┌─ RAW DATA

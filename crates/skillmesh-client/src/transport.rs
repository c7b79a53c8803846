//! Transport seam between the typed client and the mesh
//!
//! Both paths deliver the same [`RegistryRequest`] and must yield the
//! identical handler payload, so callers can never tell which one served
//! their query.

use async_trait::async_trait;
use serde_json::Value;

use skillmesh_types::RegistryRequest;

use crate::error::TransportError;

/// One way of getting a request to the registry process
#[async_trait]
pub trait Transport: Send + Sync {
    /// Deliver the request and return the handler's JSON payload
    async fn query(&self, request: &RegistryRequest) -> Result<Value, TransportError>;

    /// Short label for logs
    fn name(&self) -> &'static str;
}

/// Unwrap a process reply envelope into the handler payload
///
/// Both the gateway and the messenger wrap handler output the same way:
/// `{"messages": [{"data": "<JSON-encoded payload>"}]}`.
pub(crate) fn unwrap_process_reply(body: &Value) -> Result<Value, TransportError> {
    let data = body
        .get("messages")
        .and_then(Value::as_array)
        .and_then(|messages| messages.first())
        .and_then(|message| message.get("data"))
        .and_then(Value::as_str)
        .ok_or_else(|| TransportError::Parse("reply carried no message data".to_string()))?;

    serde_json::from_str(data)
        .map_err(|e| TransportError::Parse(format!("message data is not valid JSON: {e}")))
}

#[cfg(test)]
mod tests {
    use super::*;
    use serde_json::json;

    #[test]
    fn test_unwrap_valid_reply() {
        let body = json!({"messages": [{"data": "{\"status\":\"success\"}"}]});
        let payload = unwrap_process_reply(&body).unwrap();
        assert_eq!(payload["status"], "success");
    }

    #[test]
    fn test_unwrap_empty_messages_is_parse_error() {
        let body = json!({"messages": []});
        let err = unwrap_process_reply(&body).unwrap_err();
        assert!(matches!(err, TransportError::Parse(_)));
    }

    #[test]
    fn test_unwrap_non_json_data_is_parse_error() {
        let body = json!({"messages": [{"data": "not json at all"}]});
        let err = unwrap_process_reply(&body).unwrap_err();
        assert!(matches!(err, TransportError::Parse(_)));
    }
}
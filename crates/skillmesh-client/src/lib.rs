//! Dual-path client for the skillmesh registry
//!
//! Every read is tried on the stateless dry-run gateway first, with
//! bounded retries, and transparently degrades to the committed messenger
//! path when the gateway is unhealthy. Writes are signed and go through
//! the messenger only. Callers work with typed replies and never learn
//! which path served them.

pub mod client;
pub mod config;
pub mod dual_path;
pub mod error;
pub mod gateway;
pub mod messenger;
pub mod retry;
pub mod signer;
pub mod transport;

pub use client::RegistryClient;
pub use config::ClientConfig;
pub use dual_path::{run_dual_path, run_single_path};
pub use error::{ClientError, Result, TransportError};
pub use gateway::DryRunTransport;
pub use messenger::MessengerTransport;
pub use retry::RetryPolicy;
pub use signer::{Signer, UnsignedSigner};
pub use transport::Transport;
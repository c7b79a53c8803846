//! Shared data model and wire payload types for skillmesh
//!
//! Every type that crosses the registry wire lives here so that the store,
//! the client, and the installer agree on one schema:
//!
//! - **Records**: [`SkillVersion`], [`SkillDependency`], [`DownloadEvent`]
//! - **Requests**: [`RegistryRequest`] envelope plus per-action parameter
//!   structs
//! - **Replies**: search/list/get/version-history payloads, write
//!   acknowledgments, in-band error replies, and registry introspection
//! - **Stats**: [`TimeRange`] and the conditionally shaped
//!   [`AggregateStats`]/[`SkillStats`] replies, where field presence is
//!   encoded in the variant rather than in `Option` fields
//!
//! Wire JSON uses camelCase field names throughout.

pub mod envelope;
pub mod event;
pub mod params;
pub mod reply;
pub mod skill;
pub mod stats;

pub use envelope::{actions, RegistryRequest};
pub use event::DownloadEvent;
pub use params::{
    GetSkillParams, ListParams, RecordDownloadParams, RegisterSkillParams, SearchParams,
    StatsParams,
};
pub use reply::{
    AckReply, ErrorReply, InfoReply, ListReply, Pagination, ProcessInfo, SearchReply, SkillReply,
    VersionHistoryReply, STATUS_ERROR, STATUS_SUCCESS,
};
pub use skill::{is_valid_skill_name, SkillDependency, SkillVersion};
pub use stats::{AggregateStats, SkillStats, TimeRange, WINDOW_30_DAYS_MS, WINDOW_7_DAYS_MS};
//! The skillmesh registry: an authoritative skill index run as a
//! single-writer process
//!
//! State lives in [`RegistryStore`] and is owned by exactly one task,
//! [`RegistryProcess`]; everything else talks to it through a cloneable
//! [`RegistryHandle`]. Handlers cover search, listing, lookups, download
//! statistics, capability introspection, and the two write paths
//! (`Register-Skill`, `Record-Download`). State only grows: there is no
//! mutation or deletion handler.

pub mod error;
pub mod info;
pub mod process;
pub mod query;
pub mod stats;
pub mod store;

pub use error::{HandlerError, ProcessError};
pub use info::{info_reply, PROTOCOL_VERSION};
pub use process::{RegistryHandle, RegistryProcess};
pub use query::{DEFAULT_PAGE_SIZE, MAX_PAGE_SIZE};
pub use store::{RegistryStore, SkillRecord};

└─

### EXERCISE DIRECTIONS
From the first line above through the line that contains "use serde_json::Value;", quote each line exactly. Output nothing more.

### OUTPUT FOR THIS EXERCISE
filename crates/skillmesh-client/src/transport.rs
repository c7b79a53c8803846
//! Transport seam between the typed client and the mesh
//!
//! Both paths deliver the same [`RegistryRequest`] and must yield the
//! identical handler payload, so callers can never tell which one served
//! their query.

use async_trait::async_trait;
use serde_json::Value;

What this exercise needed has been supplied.